*** DATA RECORDS Section Begins ***

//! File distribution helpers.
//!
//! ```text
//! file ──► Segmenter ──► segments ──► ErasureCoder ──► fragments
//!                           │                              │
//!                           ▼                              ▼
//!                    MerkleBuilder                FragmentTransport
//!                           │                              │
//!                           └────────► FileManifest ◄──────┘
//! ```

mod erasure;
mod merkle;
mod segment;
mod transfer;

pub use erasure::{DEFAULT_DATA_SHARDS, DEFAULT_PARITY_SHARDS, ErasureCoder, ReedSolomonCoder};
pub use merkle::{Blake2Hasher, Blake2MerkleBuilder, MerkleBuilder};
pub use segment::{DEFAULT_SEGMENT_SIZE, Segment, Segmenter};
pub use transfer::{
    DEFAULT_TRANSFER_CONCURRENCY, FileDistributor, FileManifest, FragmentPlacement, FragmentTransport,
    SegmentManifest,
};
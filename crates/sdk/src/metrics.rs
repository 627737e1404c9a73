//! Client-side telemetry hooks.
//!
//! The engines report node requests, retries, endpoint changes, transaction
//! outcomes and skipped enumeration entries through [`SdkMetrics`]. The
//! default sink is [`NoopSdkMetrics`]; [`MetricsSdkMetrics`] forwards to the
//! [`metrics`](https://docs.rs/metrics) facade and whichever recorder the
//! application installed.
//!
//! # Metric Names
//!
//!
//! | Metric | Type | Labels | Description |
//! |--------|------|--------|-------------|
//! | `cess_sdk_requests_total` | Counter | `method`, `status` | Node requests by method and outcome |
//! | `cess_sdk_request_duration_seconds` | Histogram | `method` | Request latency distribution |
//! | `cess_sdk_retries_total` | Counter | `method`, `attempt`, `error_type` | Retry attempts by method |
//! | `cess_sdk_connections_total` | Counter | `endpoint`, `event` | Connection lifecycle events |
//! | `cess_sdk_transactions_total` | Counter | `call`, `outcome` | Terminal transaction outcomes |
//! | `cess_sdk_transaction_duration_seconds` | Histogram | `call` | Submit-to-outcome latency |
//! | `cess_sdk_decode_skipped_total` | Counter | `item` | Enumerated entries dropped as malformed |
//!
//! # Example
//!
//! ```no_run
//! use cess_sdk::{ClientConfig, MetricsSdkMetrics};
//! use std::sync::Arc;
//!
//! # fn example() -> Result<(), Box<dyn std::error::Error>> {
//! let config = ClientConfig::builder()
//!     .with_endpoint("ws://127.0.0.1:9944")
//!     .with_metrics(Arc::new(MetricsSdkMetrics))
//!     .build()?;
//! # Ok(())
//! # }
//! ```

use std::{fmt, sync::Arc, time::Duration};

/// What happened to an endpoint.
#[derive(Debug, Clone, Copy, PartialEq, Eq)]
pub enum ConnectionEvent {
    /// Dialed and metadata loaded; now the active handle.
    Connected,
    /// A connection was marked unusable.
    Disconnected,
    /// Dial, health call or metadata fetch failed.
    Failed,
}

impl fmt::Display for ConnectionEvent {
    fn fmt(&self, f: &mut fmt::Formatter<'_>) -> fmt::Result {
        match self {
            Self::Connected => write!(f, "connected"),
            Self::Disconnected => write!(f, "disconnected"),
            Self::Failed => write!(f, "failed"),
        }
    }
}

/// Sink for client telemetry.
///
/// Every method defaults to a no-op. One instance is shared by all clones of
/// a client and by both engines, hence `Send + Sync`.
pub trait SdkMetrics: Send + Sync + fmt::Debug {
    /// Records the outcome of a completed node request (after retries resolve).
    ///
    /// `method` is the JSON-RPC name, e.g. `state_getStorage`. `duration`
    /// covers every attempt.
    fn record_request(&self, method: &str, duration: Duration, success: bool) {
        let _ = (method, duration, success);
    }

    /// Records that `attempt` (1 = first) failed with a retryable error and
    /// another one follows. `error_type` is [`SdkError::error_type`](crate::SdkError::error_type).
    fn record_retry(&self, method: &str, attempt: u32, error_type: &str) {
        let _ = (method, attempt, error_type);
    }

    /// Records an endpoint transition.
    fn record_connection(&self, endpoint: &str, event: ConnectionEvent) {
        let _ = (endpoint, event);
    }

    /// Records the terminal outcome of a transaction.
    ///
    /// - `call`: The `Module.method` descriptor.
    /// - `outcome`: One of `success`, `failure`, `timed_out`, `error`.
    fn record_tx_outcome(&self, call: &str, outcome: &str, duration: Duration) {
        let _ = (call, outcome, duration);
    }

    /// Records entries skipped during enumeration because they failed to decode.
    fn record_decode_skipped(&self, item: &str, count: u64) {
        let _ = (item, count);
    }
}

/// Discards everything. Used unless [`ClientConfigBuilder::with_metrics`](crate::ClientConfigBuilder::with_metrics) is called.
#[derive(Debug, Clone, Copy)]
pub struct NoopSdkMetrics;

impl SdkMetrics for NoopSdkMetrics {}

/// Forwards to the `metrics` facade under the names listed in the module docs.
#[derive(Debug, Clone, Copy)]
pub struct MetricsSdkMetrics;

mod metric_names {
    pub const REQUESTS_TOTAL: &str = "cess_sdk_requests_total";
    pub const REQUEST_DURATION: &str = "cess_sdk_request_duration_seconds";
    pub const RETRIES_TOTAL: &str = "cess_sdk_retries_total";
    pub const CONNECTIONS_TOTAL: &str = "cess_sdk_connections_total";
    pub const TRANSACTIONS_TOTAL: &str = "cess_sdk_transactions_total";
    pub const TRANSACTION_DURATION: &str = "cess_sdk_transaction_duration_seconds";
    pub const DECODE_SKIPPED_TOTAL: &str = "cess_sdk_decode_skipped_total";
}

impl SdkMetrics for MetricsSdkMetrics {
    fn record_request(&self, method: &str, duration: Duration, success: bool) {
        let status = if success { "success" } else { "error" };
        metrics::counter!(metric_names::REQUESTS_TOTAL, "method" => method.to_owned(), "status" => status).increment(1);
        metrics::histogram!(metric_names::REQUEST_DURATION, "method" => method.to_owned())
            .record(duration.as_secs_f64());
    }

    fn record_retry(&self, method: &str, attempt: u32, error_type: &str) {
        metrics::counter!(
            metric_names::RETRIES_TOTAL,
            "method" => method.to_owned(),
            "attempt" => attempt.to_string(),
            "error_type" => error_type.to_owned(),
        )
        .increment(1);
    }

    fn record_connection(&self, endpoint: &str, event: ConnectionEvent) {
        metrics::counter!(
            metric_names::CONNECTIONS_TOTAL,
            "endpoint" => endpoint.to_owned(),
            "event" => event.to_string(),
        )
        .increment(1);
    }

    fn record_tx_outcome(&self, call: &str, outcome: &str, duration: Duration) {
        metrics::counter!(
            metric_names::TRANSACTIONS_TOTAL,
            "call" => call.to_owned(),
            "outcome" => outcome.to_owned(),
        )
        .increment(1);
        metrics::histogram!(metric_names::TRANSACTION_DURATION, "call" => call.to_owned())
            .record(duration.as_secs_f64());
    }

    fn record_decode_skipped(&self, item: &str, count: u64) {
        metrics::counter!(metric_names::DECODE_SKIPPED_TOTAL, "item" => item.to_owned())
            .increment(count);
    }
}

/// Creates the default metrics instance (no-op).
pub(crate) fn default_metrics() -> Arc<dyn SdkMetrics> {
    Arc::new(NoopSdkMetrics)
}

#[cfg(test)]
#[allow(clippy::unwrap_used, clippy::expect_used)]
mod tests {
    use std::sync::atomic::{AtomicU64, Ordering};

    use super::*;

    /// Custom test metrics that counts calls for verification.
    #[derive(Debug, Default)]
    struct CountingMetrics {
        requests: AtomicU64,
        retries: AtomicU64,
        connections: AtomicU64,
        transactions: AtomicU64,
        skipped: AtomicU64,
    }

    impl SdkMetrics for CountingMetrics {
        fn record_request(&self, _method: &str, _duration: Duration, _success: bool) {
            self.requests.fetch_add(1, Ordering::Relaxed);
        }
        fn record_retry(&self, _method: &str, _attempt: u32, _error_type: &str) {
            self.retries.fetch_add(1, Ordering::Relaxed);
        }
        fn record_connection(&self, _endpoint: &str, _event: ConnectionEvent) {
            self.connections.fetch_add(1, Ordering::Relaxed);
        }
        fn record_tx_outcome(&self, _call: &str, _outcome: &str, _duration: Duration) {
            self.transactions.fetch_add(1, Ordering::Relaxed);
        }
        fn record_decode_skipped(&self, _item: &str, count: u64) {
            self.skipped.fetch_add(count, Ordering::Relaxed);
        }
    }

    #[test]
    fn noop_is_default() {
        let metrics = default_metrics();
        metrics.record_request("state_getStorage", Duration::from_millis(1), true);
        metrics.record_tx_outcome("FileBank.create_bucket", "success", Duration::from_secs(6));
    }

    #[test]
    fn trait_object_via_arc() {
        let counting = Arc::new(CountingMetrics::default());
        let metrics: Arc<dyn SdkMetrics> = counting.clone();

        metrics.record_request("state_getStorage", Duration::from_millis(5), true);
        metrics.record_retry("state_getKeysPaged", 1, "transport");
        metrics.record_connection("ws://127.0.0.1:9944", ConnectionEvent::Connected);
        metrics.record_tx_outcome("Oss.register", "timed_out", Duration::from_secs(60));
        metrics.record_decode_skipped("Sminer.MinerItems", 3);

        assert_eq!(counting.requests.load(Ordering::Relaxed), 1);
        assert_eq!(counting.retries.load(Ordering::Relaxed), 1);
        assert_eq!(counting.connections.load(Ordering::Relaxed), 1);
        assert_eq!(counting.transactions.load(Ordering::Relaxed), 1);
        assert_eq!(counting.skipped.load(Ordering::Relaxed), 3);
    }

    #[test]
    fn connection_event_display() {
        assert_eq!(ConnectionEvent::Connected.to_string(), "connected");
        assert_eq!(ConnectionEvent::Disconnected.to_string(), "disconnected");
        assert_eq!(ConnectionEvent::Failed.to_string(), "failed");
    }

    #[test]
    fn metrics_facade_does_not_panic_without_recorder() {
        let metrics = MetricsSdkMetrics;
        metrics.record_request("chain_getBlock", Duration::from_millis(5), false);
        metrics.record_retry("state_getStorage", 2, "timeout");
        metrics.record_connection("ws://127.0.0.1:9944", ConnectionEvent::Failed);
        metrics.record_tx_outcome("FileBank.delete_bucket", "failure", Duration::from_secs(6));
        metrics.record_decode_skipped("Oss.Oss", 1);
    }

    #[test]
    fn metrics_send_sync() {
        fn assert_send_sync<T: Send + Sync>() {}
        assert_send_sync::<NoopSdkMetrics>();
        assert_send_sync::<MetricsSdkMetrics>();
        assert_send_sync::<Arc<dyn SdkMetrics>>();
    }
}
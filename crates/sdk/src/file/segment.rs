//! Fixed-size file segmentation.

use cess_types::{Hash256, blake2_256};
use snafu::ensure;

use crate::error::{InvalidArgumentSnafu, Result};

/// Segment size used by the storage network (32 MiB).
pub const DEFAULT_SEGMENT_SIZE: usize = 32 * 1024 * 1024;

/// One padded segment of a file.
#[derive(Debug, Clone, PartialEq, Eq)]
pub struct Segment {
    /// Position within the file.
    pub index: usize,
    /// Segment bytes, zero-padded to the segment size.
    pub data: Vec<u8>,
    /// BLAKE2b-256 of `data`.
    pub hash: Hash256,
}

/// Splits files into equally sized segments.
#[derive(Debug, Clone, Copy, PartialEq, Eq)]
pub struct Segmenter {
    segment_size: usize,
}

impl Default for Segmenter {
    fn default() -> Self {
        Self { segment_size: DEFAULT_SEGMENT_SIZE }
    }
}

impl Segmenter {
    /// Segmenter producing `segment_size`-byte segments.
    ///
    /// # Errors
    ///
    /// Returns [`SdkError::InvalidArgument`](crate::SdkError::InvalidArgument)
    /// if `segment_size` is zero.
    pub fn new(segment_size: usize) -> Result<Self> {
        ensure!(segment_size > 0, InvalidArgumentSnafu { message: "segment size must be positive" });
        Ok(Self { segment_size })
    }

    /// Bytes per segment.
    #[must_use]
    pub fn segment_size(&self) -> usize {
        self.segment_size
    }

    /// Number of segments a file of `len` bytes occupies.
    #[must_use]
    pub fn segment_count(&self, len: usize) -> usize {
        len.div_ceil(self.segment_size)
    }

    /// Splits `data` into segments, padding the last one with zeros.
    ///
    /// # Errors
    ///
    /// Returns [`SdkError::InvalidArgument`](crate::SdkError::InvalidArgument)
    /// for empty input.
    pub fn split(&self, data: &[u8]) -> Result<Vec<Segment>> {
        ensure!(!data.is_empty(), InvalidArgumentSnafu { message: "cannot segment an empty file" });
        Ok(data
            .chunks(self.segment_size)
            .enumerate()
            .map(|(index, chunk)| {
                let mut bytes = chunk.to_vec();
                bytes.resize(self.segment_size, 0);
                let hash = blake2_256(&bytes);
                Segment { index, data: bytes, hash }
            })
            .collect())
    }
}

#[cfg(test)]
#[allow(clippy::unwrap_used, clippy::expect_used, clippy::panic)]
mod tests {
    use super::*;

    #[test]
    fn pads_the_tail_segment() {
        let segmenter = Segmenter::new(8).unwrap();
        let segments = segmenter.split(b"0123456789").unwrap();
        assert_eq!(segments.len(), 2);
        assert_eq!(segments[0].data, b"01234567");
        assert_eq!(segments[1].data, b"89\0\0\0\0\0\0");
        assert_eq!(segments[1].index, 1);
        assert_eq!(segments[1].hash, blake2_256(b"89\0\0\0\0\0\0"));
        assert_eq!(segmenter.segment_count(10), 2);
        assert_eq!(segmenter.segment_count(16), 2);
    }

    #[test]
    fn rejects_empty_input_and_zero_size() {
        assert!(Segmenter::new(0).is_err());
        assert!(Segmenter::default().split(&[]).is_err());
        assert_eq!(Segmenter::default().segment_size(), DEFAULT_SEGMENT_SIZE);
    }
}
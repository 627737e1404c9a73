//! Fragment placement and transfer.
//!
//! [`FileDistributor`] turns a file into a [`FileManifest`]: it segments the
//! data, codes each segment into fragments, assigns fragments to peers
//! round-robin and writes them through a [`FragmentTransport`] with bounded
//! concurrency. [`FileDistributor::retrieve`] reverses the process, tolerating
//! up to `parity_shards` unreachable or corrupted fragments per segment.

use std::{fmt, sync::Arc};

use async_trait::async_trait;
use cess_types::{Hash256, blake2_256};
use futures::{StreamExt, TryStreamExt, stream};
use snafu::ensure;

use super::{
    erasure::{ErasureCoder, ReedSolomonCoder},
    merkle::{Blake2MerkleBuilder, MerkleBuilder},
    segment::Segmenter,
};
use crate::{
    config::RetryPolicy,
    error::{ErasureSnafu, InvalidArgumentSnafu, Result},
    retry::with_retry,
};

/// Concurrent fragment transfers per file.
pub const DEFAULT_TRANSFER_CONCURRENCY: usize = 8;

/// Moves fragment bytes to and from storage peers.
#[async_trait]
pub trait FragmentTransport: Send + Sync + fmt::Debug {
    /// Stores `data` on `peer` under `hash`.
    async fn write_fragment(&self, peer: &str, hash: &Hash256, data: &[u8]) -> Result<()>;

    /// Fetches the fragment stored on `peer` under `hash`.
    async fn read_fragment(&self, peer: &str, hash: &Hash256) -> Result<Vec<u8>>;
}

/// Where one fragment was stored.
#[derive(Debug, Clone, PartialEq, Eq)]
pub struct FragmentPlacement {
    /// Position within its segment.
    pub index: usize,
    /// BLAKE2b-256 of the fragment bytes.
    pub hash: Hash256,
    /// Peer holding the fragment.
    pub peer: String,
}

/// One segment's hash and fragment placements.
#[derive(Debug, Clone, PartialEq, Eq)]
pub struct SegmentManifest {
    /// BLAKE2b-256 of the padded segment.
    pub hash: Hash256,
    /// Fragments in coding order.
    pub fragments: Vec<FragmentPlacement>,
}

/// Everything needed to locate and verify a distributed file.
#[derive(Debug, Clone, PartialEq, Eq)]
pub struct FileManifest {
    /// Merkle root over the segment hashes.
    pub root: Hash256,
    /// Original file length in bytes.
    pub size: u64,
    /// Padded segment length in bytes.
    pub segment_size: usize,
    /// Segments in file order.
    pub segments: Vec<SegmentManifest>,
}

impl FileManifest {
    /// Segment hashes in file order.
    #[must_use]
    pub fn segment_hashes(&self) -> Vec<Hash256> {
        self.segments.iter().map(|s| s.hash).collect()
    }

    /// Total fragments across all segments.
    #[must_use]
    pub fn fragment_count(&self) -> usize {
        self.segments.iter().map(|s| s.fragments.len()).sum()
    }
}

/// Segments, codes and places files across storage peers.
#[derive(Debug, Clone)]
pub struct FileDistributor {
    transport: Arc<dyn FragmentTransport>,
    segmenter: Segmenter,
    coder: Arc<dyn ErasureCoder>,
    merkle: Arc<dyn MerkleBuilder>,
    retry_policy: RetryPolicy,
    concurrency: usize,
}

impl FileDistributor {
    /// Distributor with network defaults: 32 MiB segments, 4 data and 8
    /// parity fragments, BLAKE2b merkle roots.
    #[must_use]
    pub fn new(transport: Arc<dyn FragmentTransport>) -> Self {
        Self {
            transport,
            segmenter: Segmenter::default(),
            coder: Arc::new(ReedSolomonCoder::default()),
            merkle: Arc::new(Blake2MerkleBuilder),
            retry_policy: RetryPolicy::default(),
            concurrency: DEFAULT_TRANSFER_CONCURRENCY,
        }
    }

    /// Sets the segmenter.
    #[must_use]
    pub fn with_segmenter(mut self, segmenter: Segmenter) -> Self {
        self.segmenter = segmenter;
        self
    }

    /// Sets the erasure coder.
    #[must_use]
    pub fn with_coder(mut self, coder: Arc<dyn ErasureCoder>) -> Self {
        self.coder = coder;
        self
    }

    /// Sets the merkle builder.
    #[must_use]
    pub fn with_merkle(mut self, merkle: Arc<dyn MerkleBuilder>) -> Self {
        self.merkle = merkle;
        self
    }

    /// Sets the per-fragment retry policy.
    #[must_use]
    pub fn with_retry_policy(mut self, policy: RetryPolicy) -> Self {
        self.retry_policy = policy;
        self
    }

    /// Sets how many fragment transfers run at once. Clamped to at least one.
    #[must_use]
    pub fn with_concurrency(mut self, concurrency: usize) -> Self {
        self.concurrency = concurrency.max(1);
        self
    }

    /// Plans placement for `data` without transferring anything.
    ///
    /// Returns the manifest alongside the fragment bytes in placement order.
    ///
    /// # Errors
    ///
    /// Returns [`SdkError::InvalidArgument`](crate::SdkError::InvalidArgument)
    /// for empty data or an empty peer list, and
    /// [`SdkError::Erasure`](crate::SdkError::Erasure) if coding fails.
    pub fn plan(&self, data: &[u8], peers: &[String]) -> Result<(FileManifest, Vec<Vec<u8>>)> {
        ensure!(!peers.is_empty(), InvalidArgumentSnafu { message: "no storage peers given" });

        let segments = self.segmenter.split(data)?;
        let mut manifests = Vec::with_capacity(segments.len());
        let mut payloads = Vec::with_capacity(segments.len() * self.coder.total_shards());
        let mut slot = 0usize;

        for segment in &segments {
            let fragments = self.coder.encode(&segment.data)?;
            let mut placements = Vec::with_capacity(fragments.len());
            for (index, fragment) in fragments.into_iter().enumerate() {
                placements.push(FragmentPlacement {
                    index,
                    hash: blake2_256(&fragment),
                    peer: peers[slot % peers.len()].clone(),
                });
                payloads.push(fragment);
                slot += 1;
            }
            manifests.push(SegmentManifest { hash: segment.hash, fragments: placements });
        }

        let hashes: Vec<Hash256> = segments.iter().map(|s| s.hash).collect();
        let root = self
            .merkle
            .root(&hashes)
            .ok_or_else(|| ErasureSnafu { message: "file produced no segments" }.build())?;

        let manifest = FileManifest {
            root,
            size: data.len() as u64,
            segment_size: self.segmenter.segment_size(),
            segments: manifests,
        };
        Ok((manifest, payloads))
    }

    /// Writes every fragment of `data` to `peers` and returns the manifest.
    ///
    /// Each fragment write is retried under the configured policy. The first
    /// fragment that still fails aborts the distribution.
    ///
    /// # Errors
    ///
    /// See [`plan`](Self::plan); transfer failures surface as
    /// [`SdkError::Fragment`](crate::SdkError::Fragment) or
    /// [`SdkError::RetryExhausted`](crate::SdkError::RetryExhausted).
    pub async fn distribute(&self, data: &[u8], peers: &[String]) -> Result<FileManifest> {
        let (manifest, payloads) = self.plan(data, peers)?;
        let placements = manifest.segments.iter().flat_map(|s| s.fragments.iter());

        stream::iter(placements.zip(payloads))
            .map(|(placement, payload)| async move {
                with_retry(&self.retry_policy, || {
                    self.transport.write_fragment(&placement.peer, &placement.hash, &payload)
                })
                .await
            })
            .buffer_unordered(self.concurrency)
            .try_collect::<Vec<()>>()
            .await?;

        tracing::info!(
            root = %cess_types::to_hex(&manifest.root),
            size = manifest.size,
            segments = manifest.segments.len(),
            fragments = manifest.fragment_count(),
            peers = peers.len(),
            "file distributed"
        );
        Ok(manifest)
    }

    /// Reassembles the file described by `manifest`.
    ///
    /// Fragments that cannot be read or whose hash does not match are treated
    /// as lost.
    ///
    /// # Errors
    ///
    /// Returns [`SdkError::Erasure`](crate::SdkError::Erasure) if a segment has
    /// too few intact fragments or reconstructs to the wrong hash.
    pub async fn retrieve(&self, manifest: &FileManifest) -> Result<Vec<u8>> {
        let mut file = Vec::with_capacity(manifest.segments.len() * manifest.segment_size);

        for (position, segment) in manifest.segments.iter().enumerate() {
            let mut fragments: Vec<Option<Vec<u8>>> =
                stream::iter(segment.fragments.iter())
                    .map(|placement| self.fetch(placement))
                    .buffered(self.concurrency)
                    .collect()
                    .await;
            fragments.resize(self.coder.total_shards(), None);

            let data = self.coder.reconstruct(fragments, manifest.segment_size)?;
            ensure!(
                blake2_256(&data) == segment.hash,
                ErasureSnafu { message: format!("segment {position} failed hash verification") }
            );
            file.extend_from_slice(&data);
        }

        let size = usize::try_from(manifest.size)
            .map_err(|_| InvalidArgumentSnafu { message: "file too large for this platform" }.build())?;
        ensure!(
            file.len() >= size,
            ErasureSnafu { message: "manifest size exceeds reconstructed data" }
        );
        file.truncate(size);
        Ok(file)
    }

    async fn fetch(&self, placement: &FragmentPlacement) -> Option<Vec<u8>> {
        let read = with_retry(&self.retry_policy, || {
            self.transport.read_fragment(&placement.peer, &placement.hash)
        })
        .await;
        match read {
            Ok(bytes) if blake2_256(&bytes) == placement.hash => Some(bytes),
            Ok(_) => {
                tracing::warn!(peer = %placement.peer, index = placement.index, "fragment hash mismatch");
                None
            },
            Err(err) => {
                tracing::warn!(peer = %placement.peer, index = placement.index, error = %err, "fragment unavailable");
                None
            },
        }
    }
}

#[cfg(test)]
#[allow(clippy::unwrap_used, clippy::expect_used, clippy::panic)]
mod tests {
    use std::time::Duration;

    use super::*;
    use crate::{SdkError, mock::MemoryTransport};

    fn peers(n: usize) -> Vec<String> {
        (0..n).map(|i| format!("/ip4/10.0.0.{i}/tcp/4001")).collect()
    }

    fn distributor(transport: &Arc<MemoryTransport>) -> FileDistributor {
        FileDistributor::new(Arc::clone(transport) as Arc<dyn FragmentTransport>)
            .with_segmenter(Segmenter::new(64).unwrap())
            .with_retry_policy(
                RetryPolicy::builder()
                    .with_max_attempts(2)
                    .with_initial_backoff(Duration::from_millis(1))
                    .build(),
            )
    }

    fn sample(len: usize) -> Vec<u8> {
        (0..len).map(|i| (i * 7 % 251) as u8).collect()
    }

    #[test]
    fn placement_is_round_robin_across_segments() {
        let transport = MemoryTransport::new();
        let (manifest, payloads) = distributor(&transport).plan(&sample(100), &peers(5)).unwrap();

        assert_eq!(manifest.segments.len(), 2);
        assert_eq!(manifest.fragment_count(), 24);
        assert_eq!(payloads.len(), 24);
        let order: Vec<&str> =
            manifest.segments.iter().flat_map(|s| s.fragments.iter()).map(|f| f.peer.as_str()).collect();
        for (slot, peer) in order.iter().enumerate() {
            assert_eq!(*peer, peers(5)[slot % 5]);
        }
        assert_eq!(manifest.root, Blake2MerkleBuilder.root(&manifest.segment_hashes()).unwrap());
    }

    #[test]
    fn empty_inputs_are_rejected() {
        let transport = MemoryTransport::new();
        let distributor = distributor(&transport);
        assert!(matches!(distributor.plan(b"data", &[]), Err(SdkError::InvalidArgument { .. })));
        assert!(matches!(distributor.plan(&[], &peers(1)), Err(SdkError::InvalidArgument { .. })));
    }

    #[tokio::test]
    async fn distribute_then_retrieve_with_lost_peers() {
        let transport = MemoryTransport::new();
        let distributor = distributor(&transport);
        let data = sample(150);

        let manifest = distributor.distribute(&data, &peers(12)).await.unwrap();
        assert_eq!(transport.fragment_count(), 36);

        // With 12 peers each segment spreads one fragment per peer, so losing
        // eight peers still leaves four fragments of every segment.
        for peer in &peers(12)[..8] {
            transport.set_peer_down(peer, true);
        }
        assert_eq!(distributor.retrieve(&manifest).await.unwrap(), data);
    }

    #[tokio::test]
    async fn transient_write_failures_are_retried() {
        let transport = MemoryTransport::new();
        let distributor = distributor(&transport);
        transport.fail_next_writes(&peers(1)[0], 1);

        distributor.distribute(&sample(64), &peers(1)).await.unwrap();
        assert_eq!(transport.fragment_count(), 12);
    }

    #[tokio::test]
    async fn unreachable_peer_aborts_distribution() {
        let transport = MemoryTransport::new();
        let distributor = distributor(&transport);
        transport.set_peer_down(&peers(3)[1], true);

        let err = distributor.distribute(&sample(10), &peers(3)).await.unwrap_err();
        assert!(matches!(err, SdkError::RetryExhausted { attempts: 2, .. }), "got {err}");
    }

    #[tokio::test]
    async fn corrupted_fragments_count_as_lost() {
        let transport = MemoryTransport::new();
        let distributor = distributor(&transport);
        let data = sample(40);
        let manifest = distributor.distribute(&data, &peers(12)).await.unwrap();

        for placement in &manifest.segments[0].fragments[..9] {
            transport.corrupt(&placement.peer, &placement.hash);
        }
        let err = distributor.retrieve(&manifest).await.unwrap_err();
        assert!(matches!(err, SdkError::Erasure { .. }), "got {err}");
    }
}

*** DATA RECORDS Section Ends ***

## WHAT THE EXERCISE ASKS
Go through the records line by line, and copy each line that holds the string "ErasureCoder".

## RESULT FOR THIS EXERCISE
//! file ──► Segmenter ──► segments ──► ErasureCoder ──► fragments
pub use erasure::{DEFAULT_DATA_SHARDS, DEFAULT_PARITY_SHARDS, ErasureCoder, ReedSolomonCoder};
    erasure::{ErasureCoder, ReedSolomonCoder},
    coder: Arc<dyn ErasureCoder>,
    pub fn with_coder(mut self, coder: Arc<dyn ErasureCoder>) -> Self {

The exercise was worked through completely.